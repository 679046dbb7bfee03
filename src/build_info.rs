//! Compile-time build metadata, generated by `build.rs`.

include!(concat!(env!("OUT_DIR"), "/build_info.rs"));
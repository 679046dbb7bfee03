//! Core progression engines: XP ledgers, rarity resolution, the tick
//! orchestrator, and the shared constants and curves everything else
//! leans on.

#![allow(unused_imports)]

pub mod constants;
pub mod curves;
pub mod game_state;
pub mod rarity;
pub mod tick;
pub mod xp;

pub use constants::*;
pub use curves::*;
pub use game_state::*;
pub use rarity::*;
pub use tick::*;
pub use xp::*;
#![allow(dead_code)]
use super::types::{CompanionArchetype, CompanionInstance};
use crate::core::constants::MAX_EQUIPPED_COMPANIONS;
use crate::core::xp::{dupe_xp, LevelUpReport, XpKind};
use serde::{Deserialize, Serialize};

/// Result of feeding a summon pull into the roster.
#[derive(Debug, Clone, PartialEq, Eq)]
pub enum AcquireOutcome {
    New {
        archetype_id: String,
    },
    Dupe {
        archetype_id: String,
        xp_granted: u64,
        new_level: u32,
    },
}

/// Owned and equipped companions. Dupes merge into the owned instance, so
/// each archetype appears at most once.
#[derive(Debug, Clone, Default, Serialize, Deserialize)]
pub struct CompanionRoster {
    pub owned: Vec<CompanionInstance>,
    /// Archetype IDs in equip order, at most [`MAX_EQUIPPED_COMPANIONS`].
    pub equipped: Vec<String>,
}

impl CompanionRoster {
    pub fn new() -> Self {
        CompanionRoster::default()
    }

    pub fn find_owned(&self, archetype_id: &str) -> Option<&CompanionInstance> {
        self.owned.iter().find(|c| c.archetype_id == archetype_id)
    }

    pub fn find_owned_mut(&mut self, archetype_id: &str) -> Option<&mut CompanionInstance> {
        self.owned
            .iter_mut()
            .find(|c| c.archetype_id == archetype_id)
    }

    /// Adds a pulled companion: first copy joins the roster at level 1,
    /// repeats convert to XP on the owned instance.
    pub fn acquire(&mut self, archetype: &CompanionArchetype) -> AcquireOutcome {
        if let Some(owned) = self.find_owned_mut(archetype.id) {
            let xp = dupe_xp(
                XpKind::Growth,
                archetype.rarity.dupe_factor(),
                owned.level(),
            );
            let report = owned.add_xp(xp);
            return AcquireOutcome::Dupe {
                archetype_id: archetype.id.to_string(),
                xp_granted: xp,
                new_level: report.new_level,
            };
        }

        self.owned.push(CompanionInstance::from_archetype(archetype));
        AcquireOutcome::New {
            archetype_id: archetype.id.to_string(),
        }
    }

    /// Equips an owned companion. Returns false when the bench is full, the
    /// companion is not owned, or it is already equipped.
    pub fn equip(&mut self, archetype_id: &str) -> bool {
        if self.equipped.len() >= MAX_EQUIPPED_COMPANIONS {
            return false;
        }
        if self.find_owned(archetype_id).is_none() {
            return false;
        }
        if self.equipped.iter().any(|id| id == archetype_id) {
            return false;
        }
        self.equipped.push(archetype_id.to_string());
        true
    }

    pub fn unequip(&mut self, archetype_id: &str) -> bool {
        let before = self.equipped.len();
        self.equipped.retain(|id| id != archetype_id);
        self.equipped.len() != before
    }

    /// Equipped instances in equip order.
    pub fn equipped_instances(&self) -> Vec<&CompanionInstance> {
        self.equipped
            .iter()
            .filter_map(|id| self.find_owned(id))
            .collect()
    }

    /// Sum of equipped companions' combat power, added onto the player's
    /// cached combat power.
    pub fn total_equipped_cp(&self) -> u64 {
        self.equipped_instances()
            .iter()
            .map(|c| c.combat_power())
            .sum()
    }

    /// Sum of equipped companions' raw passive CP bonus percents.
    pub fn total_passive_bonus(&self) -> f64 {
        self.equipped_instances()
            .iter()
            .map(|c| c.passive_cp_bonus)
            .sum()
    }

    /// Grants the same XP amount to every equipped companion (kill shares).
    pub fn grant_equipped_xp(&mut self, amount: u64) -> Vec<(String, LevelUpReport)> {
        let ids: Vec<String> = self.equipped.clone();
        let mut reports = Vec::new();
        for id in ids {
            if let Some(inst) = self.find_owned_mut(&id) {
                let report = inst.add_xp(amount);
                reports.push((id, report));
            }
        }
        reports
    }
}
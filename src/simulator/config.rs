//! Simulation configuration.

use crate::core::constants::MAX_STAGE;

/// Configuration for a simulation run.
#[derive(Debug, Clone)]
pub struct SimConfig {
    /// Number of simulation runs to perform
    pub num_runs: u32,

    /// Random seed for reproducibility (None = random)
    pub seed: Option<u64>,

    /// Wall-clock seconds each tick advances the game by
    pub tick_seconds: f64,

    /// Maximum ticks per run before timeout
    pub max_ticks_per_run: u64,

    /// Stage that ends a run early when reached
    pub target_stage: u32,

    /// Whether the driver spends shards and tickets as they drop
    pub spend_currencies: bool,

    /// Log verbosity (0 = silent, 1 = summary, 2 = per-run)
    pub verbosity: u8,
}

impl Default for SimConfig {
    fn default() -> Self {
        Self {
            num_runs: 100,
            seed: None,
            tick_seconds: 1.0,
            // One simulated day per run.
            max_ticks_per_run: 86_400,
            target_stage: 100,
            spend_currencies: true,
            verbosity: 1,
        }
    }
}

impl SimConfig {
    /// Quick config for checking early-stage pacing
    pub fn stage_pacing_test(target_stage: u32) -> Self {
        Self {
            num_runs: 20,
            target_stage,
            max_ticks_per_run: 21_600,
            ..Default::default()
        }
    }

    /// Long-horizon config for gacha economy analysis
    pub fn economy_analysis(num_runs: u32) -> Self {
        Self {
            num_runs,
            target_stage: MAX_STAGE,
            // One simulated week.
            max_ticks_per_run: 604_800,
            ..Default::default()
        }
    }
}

☆ ☆ ☆ ☆ ☆ ☆ ☆

* **WHAT YOU ARE ASKED TO DO**: Return the full listing unchanged.

* **WORKED SOLUTION**:
repository 679046dbb7bfee03
filename src/build_info.rs
//! Compile-time build metadata, generated by `build.rs`.

include!(concat!(env!("OUT_DIR"), "/build_info.rs"));
repository 679046dbb7bfee03
//! Core progression engines: XP ledgers, rarity resolution, the tick
//! orchestrator, and the shared constants and curves everything else
//! leans on.

#![allow(unused_imports)]

pub mod constants;
pub mod curves;
pub mod game_state;
pub mod rarity;
pub mod tick;
pub mod xp;

pub use constants::*;
pub use curves::*;
pub use game_state::*;
pub use rarity::*;
pub use tick::*;
pub use xp::*;
#![allow(dead_code)]
use super::types::{CompanionArchetype, CompanionInstance};
use crate::core::constants::MAX_EQUIPPED_COMPANIONS;
use crate::core::xp::{dupe_xp, LevelUpReport, XpKind};
use serde::{Deserialize, Serialize};

/// Result of feeding a summon pull into the roster.
#[derive(Debug, Clone, PartialEq, Eq)]
pub enum AcquireOutcome {
    New {
        archetype_id: String,
    },
    Dupe {
        archetype_id: String,
        xp_granted: u64,
        new_level: u32,
    },
}

/// Owned and equipped companions. Dupes merge into the owned instance, so
/// each archetype appears at most once.
#[derive(Debug, Clone, Default, Serialize, Deserialize)]
pub struct CompanionRoster {
    pub owned: Vec<CompanionInstance>,
    /// Archetype IDs in equip order, at most [`MAX_EQUIPPED_COMPANIONS`].
    pub equipped: Vec<String>,
}

impl CompanionRoster {
    pub fn new() -> Self {
        CompanionRoster::default()
    }

    pub fn find_owned(&self, archetype_id: &str) -> Option<&CompanionInstance> {
        self.owned.iter().find(|c| c.archetype_id == archetype_id)
    }

    pub fn find_owned_mut(&mut self, archetype_id: &str) -> Option<&mut CompanionInstance> {
        self.owned
            .iter_mut()
            .find(|c| c.archetype_id == archetype_id)
    }

    /// Adds a pulled companion: first copy joins the roster at level 1,
    /// repeats convert to XP on the owned instance.
    pub fn acquire(&mut self, archetype: &CompanionArchetype) -> AcquireOutcome {
        if let Some(owned) = self.find_owned_mut(archetype.id) {
            let xp = dupe_xp(
                XpKind::Growth,
                archetype.rarity.dupe_factor(),
                owned.level(),
            );
            let report = owned.add_xp(xp);
            return AcquireOutcome::Dupe {
                archetype_id: archetype.id.to_string(),
                xp_granted: xp,
                new_level: report.new_level,
            };
        }

        self.owned.push(CompanionInstance::from_archetype(archetype));
        AcquireOutcome::New {
            archetype_id: archetype.id.to_string(),
        }
    }

    /// Equips an owned companion. Returns false when the bench is full, the
    /// companion is not owned, or it is already equipped.
    pub fn equip(&mut self, archetype_id: &str) -> bool {
        if self.equipped.len() >= MAX_EQUIPPED_COMPANIONS {
            return false;
        }
        if self.find_owned(archetype_id).is_none() {
            return false;
        }
        if self.equipped.iter().any(|id| id == archetype_id) {
            return false;
        }
        self.equipped.push(archetype_id.to_string());
        true
    }

    pub fn unequip(&mut self, archetype_id: &str) -> bool {
        let before = self.equipped.len();
        self.equipped.retain(|id| id != archetype_id);
        self.equipped.len() != before
    }

    /// Equipped instances in equip order.
    pub fn equipped_instances(&self) -> Vec<&CompanionInstance> {
        self.equipped
            .iter()
            .filter_map(|id| self.find_owned(id))
            .collect()
    }

    /// Sum of equipped companions' combat power, added onto the player's
    /// cached combat power.
    pub fn total_equipped_cp(&self) -> u64 {
        self.equipped_instances()
            .iter()
            .map(|c| c.combat_power())
            .sum()
    }

    /// Sum of equipped companions' raw passive CP bonus percents.
    pub fn total_passive_bonus(&self) -> f64 {
        self.equipped_instances()
            .iter()
            .map(|c| c.passive_cp_bonus)
            .sum()
    }

    /// Grants the same XP amount to every equipped companion (kill shares).
    pub fn grant_equipped_xp(&mut self, amount: u64) -> Vec<(String, LevelUpReport)> {
        let ids: Vec<String> = self.equipped.clone();
        let mut reports = Vec::new();
        for id in ids {
            if let Some(inst) = self.find_owned_mut(&id) {
                let report = inst.add_xp(amount);
                reports.push((id, report));
            }
        }
        reports
    }
}
filename src/simulator/config.rs
//! Simulation configuration.

use crate::core::constants::MAX_STAGE;

/// Configuration for a simulation run.
#[derive(Debug, Clone)]
pub struct SimConfig {
    /// Number of simulation runs to perform
    pub num_runs: u32,

    /// Random seed for reproducibility (None = random)
    pub seed: Option<u64>,

    /// Wall-clock seconds each tick advances the game by
    pub tick_seconds: f64,

    /// Maximum ticks per run before timeout
    pub max_ticks_per_run: u64,

    /// Stage that ends a run early when reached
    pub target_stage: u32,

    /// Whether the driver spends shards and tickets as they drop
    pub spend_currencies: bool,

    /// Log verbosity (0 = silent, 1 = summary, 2 = per-run)
    pub verbosity: u8,
}

impl Default for SimConfig {
    fn default() -> Self {
        Self {
            num_runs: 100,
            seed: None,
            tick_seconds: 1.0,
            // One simulated day per run.
            max_ticks_per_run: 86_400,
            target_stage: 100,
            spend_currencies: true,
            verbosity: 1,
        }
    }
}

impl SimConfig {
    /// Quick config for checking early-stage pacing
    pub fn stage_pacing_test(target_stage: u32) -> Self {
        Self {
            num_runs: 20,
            target_stage,
            max_ticks_per_run: 21_600,
            ..Default::default()
        }
    }

    /// Long-horizon config for gacha economy analysis
    pub fn economy_analysis(num_runs: u32) -> Self {
        Self {
            num_runs,
            target_stage: MAX_STAGE,
            // One simulated week.
            max_ticks_per_run: 604_800,
            ..Default::default()
        }
    }
}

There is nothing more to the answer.